Where collaboration and paperless environments come into play
Features like huddle spaces and banquette seating are typical, collaborative choices in employers' quests to create unique work zones that promote productivity.
"How are [employees] moving around, and what are they doing when they get there?" Vass said. "How do we keep people in these areas long enough to be productive and not just pass through?"
To that end, Jeff Avallon, vice president of business development at IdeaPaint, said the company offers an option that has companies turning any paintable space into a collaborative tool. IdeaPaint can be applied to any non-porous surface, and in four days, creates a de facto dry erase board. Customers, he said, use the product on walls, columns, hallways, private offices — anywhere collaboration can take place.
This, Avallon said, takes pressure off overbooked conference rooms and also "democratizes collaboration." Rather than one presenter monopolizing a standard dry erase board during a presentation, he said, having board space close to every meeting participant encourages them to participate.
Servis said the paperless revolution has played a major role in creating these new work environments, resulting in smaller offices and allowing space that used to be tied up with filing cabinets and other hard-copy storage to be used for more collaborative or fun spaces.
"[The move toward] paperless," she said, "is changing the way we work and allowing us to be more creative."
For example, she said, with the extra space, companies are opting to put in larger kitchens with their own work areas or purely social spaces like game rooms, with a pool table, ping pong, foosball or a Wii.
"It allows people to get away from their desks, and it's a good way for employees to mingle over something else besides deadlines," Servis said. "They end up working better together."
The same goes for outdoor gathering spots, according to Vass, which are places to recharge but might not be a workable space for many people.
The mix of casual and corporate
That's not to say that workers don't need their own space where they can focus.
"If someone needs quiet time, they move to a breakout space with reading chairs," said Mark Walsh-Cooke, a principal at Arup. "You can get that report done quicker and more effectively because you can get into a different environment … away from someone that was distracting you."
Those spaces, according to Mallory Taub, sustainability consultant at Arup, can also go in an even more private direction toward wellness rooms with space for a quick nap, nursing or just a place to score some quiet time during the day. "You're more productive when you feel rested," she said. "It isn’t just about pushing people to maximum productivity all the time."
All of this variation in workspaces, Vass said, has resulted in somewhat of a hybrid approach to office design "packaged into a result" of a casual and corporate mix.
"There's a nuance in design." he said. "The style of today isn’t quite Ikea but not quite Bohemian and not really full-on white box.
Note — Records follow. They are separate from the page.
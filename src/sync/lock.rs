// src/sync/lock.rs

//! Run lock
//!
//! A zero-byte marker file in the staging directory. Its existence means a
//! run is active; a second run refuses to start rather than waiting.
//!
//! The check and the creation are two separate steps, so two runs started
//! at the same instant can both get through. Runs are scheduled externally
//! one at a time, which keeps that window theoretical.
//!
//! # Example
//!
//! ```ignore
//! let lock = RunLock::acquire(&config.lock_path())?;
//! // ... stages run ...
//! // marker removed on drop, including on early return
//! ```

use crate::error::{Error, Result};
use std::fs::{self, File};
use std::path::{Path, PathBuf};
use tracing::{info, warn};

/// Held for the duration of one run
#[derive(Debug)]
pub struct RunLock {
    path: PathBuf,
}

impl RunLock {
    /// Create the marker, refusing if it already exists
    pub fn acquire(path: impl AsRef<Path>) -> Result<Self> {
        let path = path.as_ref().to_path_buf();

        if Self::is_held(&path) {
            return Err(Error::LockHeld(path));
        }

        if let Some(parent) = path.parent() {
            fs::create_dir_all(parent)?;
        }
        File::create(&path)?;

        info!("Acquired run lock at {}", path.display());
        Ok(Self { path })
    }

    /// Whether a marker exists at `path`
    pub fn is_held(path: impl AsRef<Path>) -> bool {
        path.as_ref().exists()
    }
}

impl Drop for RunLock {
    fn drop(&mut self) {
        match fs::remove_file(&self.path) {
            Ok(()) => info!("Released run lock at {}", self.path.display()),
            Err(e) => warn!("Failed to remove run lock {}: {}", self.path.display(), e),
        }
    }
}
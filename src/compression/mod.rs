// src/compression/mod.rs
//! Index archive reading
//!
//! Packages and Sources indices are published plain, gzip- or
//! bzip2-compressed. The format is chosen purely from the file name suffix;
//! no magic-byte sniffing is done.

use crate::error::Error;
use std::fs::File;
use std::io::{self, BufReader, Read};
use std::path::Path;
use thiserror::Error;

/// Archive-reading errors
#[derive(Error, Debug)]
pub enum CompressionError {
    #[error("Failed to open {path}: {source}")]
    Open { path: String, source: io::Error },

    #[error("Failed to decompress {format} data: {source}")]
    Decompression {
        format: &'static str,
        source: io::Error,
    },

    #[error("Index is not valid UTF-8: {0}")]
    InvalidText(#[from] std::string::FromUtf8Error),
}

/// Supported index encodings
#[derive(Debug, Clone, Copy, PartialEq, Eq)]
pub enum CompressionFormat {
    /// No compression (raw data)
    None,
    /// Gzip compression (.gz)
    Gzip,
    /// Bzip2 compression (.bz2)
    Bzip2,
}

impl CompressionFormat {
    /// Detect compression format from file extension
    ///
    /// # Examples
    /// ```
    /// use apt_mirror::compression::CompressionFormat;
    ///
    /// assert_eq!(CompressionFormat::from_extension("Packages.gz"), CompressionFormat::Gzip);
    /// assert_eq!(CompressionFormat::from_extension("Sources.bz2"), CompressionFormat::Bzip2);
    /// assert_eq!(CompressionFormat::from_extension("Packages.xz"), CompressionFormat::None);
    /// ```
    pub fn from_extension(path: &str) -> Self {
        if path.ends_with(".gz") {
            Self::Gzip
        } else if path.ends_with(".bz2") {
            Self::Bzip2
        } else {
            Self::None
        }
    }

    /// Get a human-readable name for this format
    pub fn name(&self) -> &'static str {
        match self {
            Self::None => "none",
            Self::Gzip => "gzip",
            Self::Bzip2 => "bzip2",
        }
    }
}

impl std::fmt::Display for CompressionFormat {
    fn fmt(&self, f: &mut std::fmt::Formatter<'_>) -> std::fmt::Result {
        write!(f, "{}", self.name())
    }
}

/// Create a decompressing reader for the given format
pub fn create_decoder<'a, R: Read + 'a>(reader: R, format: CompressionFormat) -> Box<dyn Read + 'a> {
    match format {
        CompressionFormat::None => Box::new(reader),
        CompressionFormat::Gzip => Box::new(flate2::read::GzDecoder::new(reader)),
        CompressionFormat::Bzip2 => Box::new(bzip2::read::BzDecoder::new(reader)),
    }
}

/// Decode an index file into text
fn read_index(path: &Path) -> Result<String, CompressionError> {
    let format = CompressionFormat::from_extension(&path.to_string_lossy());
    let file = File::open(path).map_err(|source| CompressionError::Open {
        path: path.display().to_string(),
        source,
    })?;

    let mut decoder = create_decoder(BufReader::new(file), format);
    let mut output = Vec::new();
    decoder
        .read_to_end(&mut output)
        .map_err(|source| CompressionError::Decompression {
            format: format.name(),
            source,
        })?;

    Ok(String::from_utf8(output)?)
}

/// Open an index file and return its decoded text
///
/// Missing, truncated or corrupt files surface as [`Error::Decode`].
pub fn open(path: &Path) -> crate::Result<String> {
    read_index(path).map_err(|e| Error::Decode {
        path: path.to_path_buf(),
        reason: e.to_string(),
    })
}
// src/lib.rs

//! apt mirror synchronisation and integrity engine
//!
//! Keeps a local Debian/Ubuntu archive mirror consistent with upstream
//! metadata and reclaims space held by packages upstream stopped carrying.
//!
//! # Architecture
//!
//! - Metadata is staged first and only promoted once every Release hash and
//!   every index reference checks out
//! - All network movement goes through a [`transfer::TransferClient`]
//!   (rsync in production, a fake in tests)
//! - Per-file fetches run in a bounded FIFO window
//! - Pool files upstream dropped are deleted only after a grace period,
//!   tracked in a ledger that survives restarts

pub mod cli;
pub mod compression;
pub mod config;
mod error;
pub mod gc;
pub mod hash;
pub mod listing;
pub mod repository;
pub mod sync;
pub mod transfer;

pub use config::MirrorConfig;
pub use error::{Error, Result};
pub use gc::{DeletionLedger, GcReport};
pub use hash::{HashAlgorithm, Hasher};
pub use repository::IndexedSet;
pub use sync::{MirrorSync, RunLock, SyncReport};
pub use transfer::{RsyncClient, TransferClient, TransferRequest, TransferStatus};
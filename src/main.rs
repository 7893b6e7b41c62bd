// src/main.rs

use anyhow::{Context, Result};
use apt_mirror::cli::Cli;
use apt_mirror::{MirrorConfig, MirrorSync, RsyncClient};
use clap::Parser;
use nix::sys::stat::{Mode, umask};
use std::fs::OpenOptions;
use std::process::ExitCode;
use std::sync::Mutex;
use tracing::level_filters::LevelFilter;
use tracing::{Level, error, info, warn};
use tracing_subscriber::EnvFilter;
use tracing_subscriber::layer::SubscriberExt;
use tracing_subscriber::util::SubscriberInitExt;

/// Set up stderr logging, plus the configured log file if any
///
/// `RUST_LOG` overrides the configured level.
fn init_logging(config: Option<&MirrorConfig>) -> Result<()> {
    let level = config.and_then(MirrorConfig::tracing_level);
    let filter = EnvFilter::builder()
        .with_default_directive(LevelFilter::from_level(level.unwrap_or(Level::INFO)).into())
        .from_env_lossy();

    let file_layer = match config.and_then(|c| c.log_file.as_ref()) {
        Some(path) => {
            let file = OpenOptions::new()
                .create(true)
                .append(true)
                .open(path)
                .with_context(|| format!("failed to open log file {}", path.display()))?;
            Some(
                tracing_subscriber::fmt::layer()
                    .with_ansi(false)
                    .with_writer(Mutex::new(file)),
            )
        }
        None => None,
    };

    tracing_subscriber::registry()
        .with(filter)
        .with(tracing_subscriber::fmt::layer().with_writer(std::io::stderr))
        .with(file_layer)
        .try_init()
        .context("failed to initialise logging")?;

    if let Some(config) = config
        && level.is_none()
    {
        warn!("Unknown log level {:?}, using INFO", config.log_level);
    }
    Ok(())
}

fn main() -> ExitCode {
    let cli = Cli::parse();

    // mirrored files must be world-readable
    umask(Mode::from_bits_truncate(0o022));

    let config = match MirrorConfig::load(&cli.config_file) {
        Ok(config) => config,
        Err(e) => {
            if init_logging(None).is_ok() {
                error!("{}", e);
            } else {
                eprintln!("Error: {}", e);
            }
            return ExitCode::from(e.exit_code());
        }
    };

    if let Err(e) = init_logging(Some(&config)) {
        eprintln!("Error: {:#}", e);
        return ExitCode::FAILURE;
    }

    let transfer = RsyncClient::default();
    let sync = MirrorSync::new(&config, &transfer);

    let result = if cli.update_packages_only {
        sync.run_pool_only()
    } else {
        sync.run().map(|report| {
            info!(
                "Verified {} files, checked {} index references ({} fetched), deleted {} files ({} pending)",
                report.verified.verified,
                report.indices.references,
                report.indices.fetched,
                report.gc.deleted,
                report.gc.pending
            );
        })
    };

    match result {
        Ok(()) => ExitCode::SUCCESS,
        Err(e) => {
            error!("{}", e);
            ExitCode::from(e.exit_code())
        }
    }
}
// src/transfer/rsync.rs

//! rsync-backed Transfer Client
//!
//! Commands are assembled argument by argument, never through a shell, so
//! paths and patterns need no quoting.

use crate::error::{Error, Result};
use std::ffi::OsString;
use std::io::{BufRead, BufReader, Read};
use std::path::{Path, PathBuf};
use std::process::{Child, Command, Stdio};
use std::thread;
use tracing::{debug, warn};

use super::{PendingTransfer, TransferClient, TransferRequest, TransferStatus};

/// Network timeout passed to rsync for remote sources, in seconds
const NETWORK_TIMEOUT_SECS: u32 = 10;

/// Argument list for one rsync invocation
#[derive(Debug, Clone)]
pub struct RsyncCommand {
    args: Vec<OsString>,
}

impl RsyncCommand {
    pub fn from_request(request: &TransferRequest) -> Self {
        let mut args: Vec<OsString> = vec![
            "--times".into(),
            "--links".into(),
            "--hard-links".into(),
            "--no-motd".into(),
            "--verbose".into(),
        ];

        if request.recursive {
            args.push("--recursive".into());
        }
        if request.relative {
            args.push("--relative".into());
        }
        if request.delete {
            args.push("--delete".into());
        }
        if request.dry_run {
            args.push("--dry-run".into());
        }
        if request.delay_updates {
            args.push("--delay-updates".into());
        }
        if request.has_remote_source() {
            args.push("--compress".into());
            args.push(format!("--contimeout={NETWORK_TIMEOUT_SECS}").into());
            args.push(format!("--timeout={NETWORK_TIMEOUT_SECS}").into());
        }
        for pattern in &request.excludes {
            args.push(format!("--exclude={pattern}").into());
        }
        for source in &request.sources {
            args.push(source.into());
        }

        // Trailing slash: copy into the destination, not as a sibling
        let mut dest = request.destination.clone().into_os_string();
        if !dest.to_string_lossy().ends_with('/') {
            dest.push("/");
        }
        args.push(dest);

        Self { args }
    }

    pub fn args(&self) -> &[OsString] {
        &self.args
    }

    fn to_command(&self, binary: &Path) -> Command {
        let mut cmd = Command::new(binary);
        cmd.args(&self.args).stdin(Stdio::null());
        cmd
    }
}

/// Transfer Client that shells out to the `rsync` binary
#[derive(Debug, Clone)]
pub struct RsyncClient {
    binary: PathBuf,
}

impl Default for RsyncClient {
    fn default() -> Self {
        Self {
            binary: PathBuf::from("rsync"),
        }
    }
}

impl RsyncClient {
    pub fn new(binary: impl Into<PathBuf>) -> Self {
        Self {
            binary: binary.into(),
        }
    }

    fn spawn(&self, cmd: &mut Command) -> Result<Child> {
        cmd.spawn().map_err(|e| {
            Error::Transfer(format!("failed to start {}: {}", self.binary.display(), e))
        })
    }
}

/// Read a pipe to the end, one lossily-decoded line at a time
fn for_each_line<R: Read>(reader: R, mut f: impl FnMut(&str)) {
    let mut reader = BufReader::new(reader);
    let mut buf = Vec::new();
    loop {
        buf.clear();
        match reader.read_until(b'\n', &mut buf) {
            Ok(0) => break,
            Ok(_) => {
                let line = String::from_utf8_lossy(&buf);
                f(line.trim_end_matches(['\n', '\r']));
            }
            Err(e) => {
                warn!("Failed to read rsync output: {}", e);
                break;
            }
        }
    }
}

impl TransferClient for RsyncClient {
    fn run(
        &self,
        request: &TransferRequest,
        on_line: &mut dyn FnMut(&str),
    ) -> Result<TransferStatus> {
        let rsync = RsyncCommand::from_request(request);
        debug!("Running {} {:?}", self.binary.display(), rsync.args());

        let mut child = self.spawn(
            rsync
                .to_command(&self.binary)
                .stdout(Stdio::piped())
                .stderr(Stdio::piped()),
        )?;

        // stderr is drained on its own thread so neither pipe can fill up
        let stderr = child.stderr.take().map(|stderr| {
            thread::spawn(move || for_each_line(stderr, |line| warn!("rsync: {}", line)))
        });

        if let Some(stdout) = child.stdout.take() {
            for_each_line(stdout, |line| on_line(line));
        }

        let status = child.wait()?;
        if let Some(handle) = stderr {
            let _ = handle.join();
        }

        Ok(TransferStatus::from_code(status.code()))
    }

    fn start(&self, request: &TransferRequest) -> Result<Box<dyn PendingTransfer>> {
        let rsync = RsyncCommand::from_request(request);
        debug!("Starting {} {:?}", self.binary.display(), rsync.args());

        let child = self.spawn(
            rsync
                .to_command(&self.binary)
                .stdout(Stdio::null())
                .stderr(Stdio::piped()),
        )?;

        Ok(Box::new(RsyncTransfer { child }))
    }
}

/// An rsync process started for the download queue
struct RsyncTransfer {
    child: Child,
}

impl PendingTransfer for RsyncTransfer {
    fn wait(self: Box<Self>) -> Result<TransferStatus> {
        let RsyncTransfer { child } = *self;
        let output = child.wait_with_output()?;
        let status = TransferStatus::from_code(output.status.code());
        log_fetch_stderr(&output.stderr, &status);
        Ok(status)
    }
}

/// Surface a failed fetch's diagnostics at the default log level
fn log_fetch_stderr(stderr: &[u8], status: &TransferStatus) {
    for line in String::from_utf8_lossy(stderr).lines() {
        if status.is_success() {
            debug!("rsync: {}", line);
        } else {
            warn!("rsync: {}", line);
        }
    }
}
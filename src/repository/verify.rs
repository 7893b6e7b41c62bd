// src/repository/verify.rs

//! Hash Verifier
//!
//! Checks the content of files a Release file describes. Only files that
//! already exist are hashed; completeness of the file set is the download
//! queue's job.

use crate::compression;
use crate::error::{Error, Result};
use crate::hash::{HashAlgorithm, verify_file};
use std::path::Path;
use tracing::{debug, error, info};

use super::discovery::find_release_files;
use super::parsers::release::{entries_for, parse_release};

/// Outcome of verifying one or more Release files
#[derive(Debug, Clone, Default, PartialEq, Eq)]
pub struct VerifySummary {
    pub release_files: usize,
    pub verified: usize,
    pub absent: usize,
}

/// Verify the files listed under `algorithm` in one Release file
///
/// Entry paths resolve against the Release file's directory. Any digest
/// mismatch aborts with [`Error::Integrity`].
pub fn verify_release_file(release: &Path, algorithm: HashAlgorithm) -> Result<VerifySummary> {
    debug!("Checking release file {}", release.display());

    let text = compression::open(release)?;
    let entries = parse_release(&text);
    let base = release.parent().unwrap_or(Path::new(""));

    let mut summary = VerifySummary {
        release_files: 1,
        ..Default::default()
    };

    for entry in entries_for(&entries, algorithm) {
        let path = base.join(&entry.relative_path);
        if !path.is_file() {
            summary.absent += 1;
            continue;
        }

        debug!("Checking {} {}", path.display(), algorithm);
        if let Err(mismatch) = verify_file(&path, &entry.digest, algorithm)? {
            error!("{} for file {}", mismatch, path.display());
            return Err(Error::Integrity(format!(
                "{} for file {}",
                mismatch,
                path.display()
            )));
        }
        summary.verified += 1;
    }

    Ok(summary)
}

/// Verify every Release file found under `root`
pub fn check_release_files(root: &Path, algorithm: HashAlgorithm) -> Result<VerifySummary> {
    info!("Gathering Release files");

    let mut total = VerifySummary::default();
    for release in find_release_files(root)? {
        let summary = verify_release_file(&release, algorithm)?;
        total.release_files += summary.release_files;
        total.verified += summary.verified;
        total.absent += summary.absent;
    }

    info!(
        "Verified {} files from {} Release files ({} listed but not staged)",
        total.verified, total.release_files, total.absent
    );
    Ok(total)
}
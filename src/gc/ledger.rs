// src/gc/ledger.rs

//! Deletion Ledger
//!
//! Paths that upstream no longer carries are remembered under the UNIX
//! timestamp at which they were first seen missing. Each run either
//! exonerates a path (an index referenced it again), deletes it (its bucket
//! is at least `package_ttl` seconds old), or leaves it pending.
//!
//! On disk the ledger is YAML mapping the stringified timestamp to a list of
//! mirror-relative paths:
//!
//! ```yaml
//! "1700000000":
//!   - pool/main/c/c.deb
//! ```

use crate::error::{Error, Result};
use crate::repository::{IndexedSet, is_contained};
use serde_yaml::{Mapping, Value};
use std::collections::{BTreeMap, BTreeSet};
use std::fs;
use std::io::{self, Write};
use std::path::Path;
use tempfile::NamedTempFile;
use tracing::{debug, info, warn};

/// Outcome of one reconciliation pass
#[derive(Debug, Clone, Default, PartialEq, Eq)]
pub struct GcReport {
    /// Paths newly recorded this run
    pub recorded: usize,
    /// Paths dropped because an index referenced them
    pub exonerated: usize,
    /// Paths physically removed
    pub deleted: usize,
    /// Paths still waiting out their grace period
    pub pending: usize,
}

/// What happened when a due path was removed
enum Removal {
    Removed,
    AlreadyGone,
    NotEmpty,
}

/// Timestamp buckets of paths pending deletion
#[derive(Debug, Clone, Default, PartialEq, Eq)]
pub struct DeletionLedger {
    buckets: BTreeMap<u64, BTreeSet<String>>,
}

impl DeletionLedger {
    pub fn new() -> Self {
        Self::default()
    }

    /// Load the ledger, treating a missing or unreadable file as empty
    pub fn load(path: &Path) -> Self {
        let text = match fs::read_to_string(path) {
            Ok(text) => text,
            Err(e) if e.kind() == io::ErrorKind::NotFound => {
                debug!("No ledger at {}, starting empty", path.display());
                return Self::new();
            }
            Err(e) => {
                warn!("Cannot read ledger {}: {}; starting empty", path.display(), e);
                return Self::new();
            }
        };

        match Self::from_yaml(&text) {
            Ok(ledger) => ledger,
            Err(e) => {
                warn!("Discarding corrupt ledger {}: {}", path.display(), e);
                Self::new()
            }
        }
    }

    /// Parse the serialized form
    ///
    /// Buckets whose key is not a timestamp are skipped.
    pub fn from_yaml(text: &str) -> Result<Self> {
        if text.trim().is_empty() {
            return Ok(Self::new());
        }

        let raw: Mapping = serde_yaml::from_str(text).map_err(|e| Error::Ledger(e.to_string()))?;

        let mut ledger = Self::new();
        for (key, value) in raw {
            let since = match &key {
                Value::String(s) => s.trim().parse::<u64>().ok(),
                Value::Number(n) => n.as_u64(),
                _ => None,
            };
            let Some(since) = since else {
                warn!("Skipping ledger bucket with invalid timestamp {:?}", key);
                continue;
            };
            let paths: Vec<String> =
                serde_yaml::from_value(value).map_err(|e| Error::Ledger(e.to_string()))?;
            ledger.buckets.entry(since).or_default().extend(paths);
        }
        ledger.prune();
        Ok(ledger)
    }

    pub fn to_yaml(&self) -> Result<String> {
        let raw: BTreeMap<String, Vec<&String>> = self
            .buckets
            .iter()
            .map(|(since, paths)| (since.to_string(), paths.iter().collect()))
            .collect();
        serde_yaml::to_string(&raw).map_err(|e| Error::Ledger(e.to_string()))
    }

    /// Rewrite the ledger file wholesale
    ///
    /// The new content is written next to the target and renamed over it,
    /// so a crash leaves either the old or the new ledger.
    pub fn save(&self, path: &Path) -> Result<()> {
        let yaml = self.to_yaml()?;
        let dir = match path.parent() {
            Some(dir) if !dir.as_os_str().is_empty() => dir,
            _ => Path::new("."),
        };
        fs::create_dir_all(dir)?;

        let mut temp = NamedTempFile::new_in(dir)?;
        temp.write_all(yaml.as_bytes())?;
        temp.as_file().sync_all()?;
        temp.persist(path)
            .map_err(|e| Error::Ledger(format!("failed to replace {}: {}", path.display(), e)))?;

        debug!("Saved ledger with {} paths to {}", self.len(), path.display());
        Ok(())
    }

    /// Whether `path` is pending in any bucket
    pub fn is_tracked(&self, path: &str) -> bool {
        self.since(path).is_some()
    }

    /// Record `path` under the `now` bucket unless it is already tracked
    pub fn record(&mut self, now: u64, path: &str) -> bool {
        if self.is_tracked(path) {
            return false;
        }
        self.buckets.entry(now).or_default().insert(path.to_string())
    }

    /// Bucket a path is pending under
    pub fn since(&self, path: &str) -> Option<u64> {
        self.buckets
            .iter()
            .find(|(_, paths)| paths.contains(path))
            .map(|(since, _)| *since)
    }

    /// Total number of pending paths
    pub fn len(&self) -> usize {
        self.buckets.values().map(BTreeSet::len).sum()
    }

    pub fn is_empty(&self) -> bool {
        self.buckets.is_empty()
    }

    /// Exonerate, delete or keep every tracked path
    ///
    /// Indexed paths are dropped first, regardless of age. Paths whose bucket
    /// is at least `ttl` seconds old are removed below `mirror_root`, deepest
    /// first so emptied directories can follow their contents. A directory
    /// that still has entries is dropped from the ledger without being
    /// touched. A removal that fails for another reason stays pending.
    pub fn reconcile(
        &mut self,
        indexed: &IndexedSet,
        now: u64,
        ttl: u64,
        mirror_root: &Path,
    ) -> GcReport {
        let mut report = GcReport::default();

        for paths in self.buckets.values_mut() {
            paths.retain(|path| {
                if indexed.contains(path) {
                    debug!("Exonerated: {}", path);
                    report.exonerated += 1;
                    false
                } else {
                    true
                }
            });
        }

        let mut due: Vec<(u64, String)> = self
            .buckets
            .iter()
            .filter(|(since, _)| now.saturating_sub(**since) >= ttl)
            .flat_map(|(since, paths)| paths.iter().map(move |p| (*since, p.clone())))
            .collect();
        due.sort_by(|a, b| b.1.cmp(&a.1));

        for (since, path) in due {
            let forget = if !is_contained(&path) {
                warn!("Dropping ledger entry outside the mirror: {}", path);
                true
            } else {
                match remove_path(&mirror_root.join(&path)) {
                    Ok(Removal::Removed) => {
                        info!("Deleted: {}", path);
                        report.deleted += 1;
                        true
                    }
                    Ok(Removal::AlreadyGone) => {
                        debug!("Already gone: {}", path);
                        true
                    }
                    Ok(Removal::NotEmpty) => {
                        debug!("Directory not empty, keeping: {}", path);
                        true
                    }
                    Err(e) => {
                        warn!("Failed to delete {}: {}", path, e);
                        false
                    }
                }
            };

            if forget && let Some(paths) = self.buckets.get_mut(&since) {
                paths.remove(&path);
            }
        }

        self.prune();
        report.pending = self.len();
        report
    }

    /// Drop buckets with no paths left
    fn prune(&mut self) {
        self.buckets.retain(|_, paths| !paths.is_empty());
    }
}

/// Remove a file, symlink or empty directory
fn remove_path(path: &Path) -> io::Result<Removal> {
    let metadata = match fs::symlink_metadata(path) {
        Ok(m) => m,
        Err(e) if e.kind() == io::ErrorKind::NotFound => return Ok(Removal::AlreadyGone),
        Err(e) => return Err(e),
    };

    if metadata.is_dir() {
        match fs::remove_dir(path) {
            Ok(()) => Ok(Removal::Removed),
            Err(e) if e.kind() == io::ErrorKind::DirectoryNotEmpty => Ok(Removal::NotEmpty),
            Err(e) => Err(e),
        }
    } else {
        fs::remove_file(path)?;
        Ok(Removal::Removed)
    }
}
It's all these mixed together, and successful designers are about balancing that and making spaces that work together."
Arup's Boston office is pursuing WELL certification, so the company is also approaching increased productivity from a wellness perspective with attention to air quality, water quality, healthy food choices and overall comfort, according to Walsh-Cook and Taub.
"When you are feeling good and your morale is higher and you're more engaged and empowered, that can make you more excited about coming to work every day," Taub said.